- Source: Chorizema dicksonii
Chorizema dicksonii, commonly known as yellow-eyed flame pea, is a species of flowering plant in the family Fabaceae and is endemic to the southwest of Western Australia. It is an erect or spreading shrub with oblong to lance-shaped leaves and red and orange flowers.
Description
Chorizema dicksonii is an erect or spreading shrub that typically grows to a height of 30–100 cm (12–39 in). Its leaves are oblong to lance-shaped or almost linear, up to 19 mm (0.75 in) long and rigid, tapering to a sharp point on the end. The flowers are arranged in loose, spike-like racemes on the ends of branches, each flower on a short pedicel. The sepals are silky-hairy, about 8 mm (0.31 in) long, the upper two lobes joined for about half their length. The petals are red and orange, the standard petal nearly twice as long as the sepals, the wings slightly longer than the sepals, and the keel shorter and curved with an erect point on the end.

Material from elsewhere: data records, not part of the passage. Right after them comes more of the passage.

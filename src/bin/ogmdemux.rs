//! Extracts the streams of an OGM file into separate files.

use anyhow::Context;
use clap::Parser;
use ogmkit::format::ogm::demux::{default_base, demux_file, DemuxOptions, Selection};
use ogmkit::utils::init_logging;
use std::path::PathBuf;
use std::process::ExitCode;

#[derive(Parser, Debug)]
#[command(name = "ogmdemux")]
#[command(version)]
#[command(about = "Extracts streams from OGM files")]
struct Args {
    /// Input file
    input: PathBuf,

    /// Base name for the output files; defaults to the input file name
    #[arg(short, long)]
    output: Option<PathBuf>,

    /// Audio streams to extract, by number (repeatable)
    #[arg(short, long = "astream", value_name = "N")]
    astream: Vec<usize>,

    /// Video streams to extract, by number (repeatable)
    #[arg(short = 'd', long = "vstream", value_name = "N")]
    vstream: Vec<usize>,

    /// Text streams to extract, by number (repeatable)
    #[arg(short, long = "tstream", value_name = "N")]
    tstream: Vec<usize>,

    /// Don't extract any audio stream
    #[arg(long = "noaudio", visible_alias = "no-audio")]
    no_audio: bool,

    /// Don't extract any video stream
    #[arg(long = "novideo", visible_alias = "no-video")]
    no_video: bool,

    /// Don't extract any text stream
    #[arg(long = "notext", visible_alias = "no-text")]
    no_text: bool,

    /// Write the bare packet payloads instead of WAV, SRT or Ogg files
    #[arg(short, long)]
    raw: bool,

    /// More log output; repeat for more detail
    #[arg(short, long, action = clap::ArgAction::Count)]
    verbose: u8,
}

impl Args {
    fn options(&self) -> DemuxOptions {
        DemuxOptions {
            raw: self.raw,
            audio: Selection {
                disabled: self.no_audio,
                numbers: self.astream.clone(),
            },
            video: Selection {
                disabled: self.no_video,
                numbers: self.vstream.clone(),
            },
            text: Selection {
                disabled: self.no_text,
                numbers: self.tstream.clone(),
            },
        }
    }
}

fn run(args: Args) -> anyhow::Result<()> {
    let base = args
        .output
        .clone()
        .unwrap_or_else(|| PathBuf::from(default_base(&args.input)));
    let summary = demux_file(&args.input, &base, &args.options())
        .with_context(|| format!("demultiplexing '{}'", args.input.display()))?;
    for stream in &summary.streams {
        println!("{}: {} bytes written to '{}'", stream.label, stream.bytes, stream.name);
    }
    Ok(())
}

fn main() -> ExitCode {
    let args = Args::parse();
    init_logging(args.verbose);
    match run(args) {
        Ok(()) => ExitCode::SUCCESS,
        Err(e) => {
            eprintln!("ogmdemux: {:#}", e);
            ExitCode::FAILURE
        }
    }
}

#[cfg(test)]
mod tests {
    use super::*;
    use clap::CommandFactory;

    #[test]
    fn test_selection_flags() {
        Args::command().debug_assert();
        let args = Args::parse_from(["ogmdemux", "in.ogm", "-a", "2", "--novideo"]);
        let options = args.options();
        assert_eq!(options.audio.numbers, vec![2]);
        assert!(options.video.disabled);
        assert!(!options.text.disabled);
    }
}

Flowering occurs from August to December.
Taxonomy
Chorizema dicksonii was first formally described in 1839 by Robert Graham in the Edinburgh New Philosophical Journal from specimens "raised from seeds obtained by Messrs. James Dickson and Sons, Edinburgh, from Swan River".
Distribution and habitat
Yellow-eyed flame pea grows on rocky hillsides and ridges in the Avon Wheatbelt, Jarrah Forest and Swan Coastal Plain bioregions of south-western Western Australia.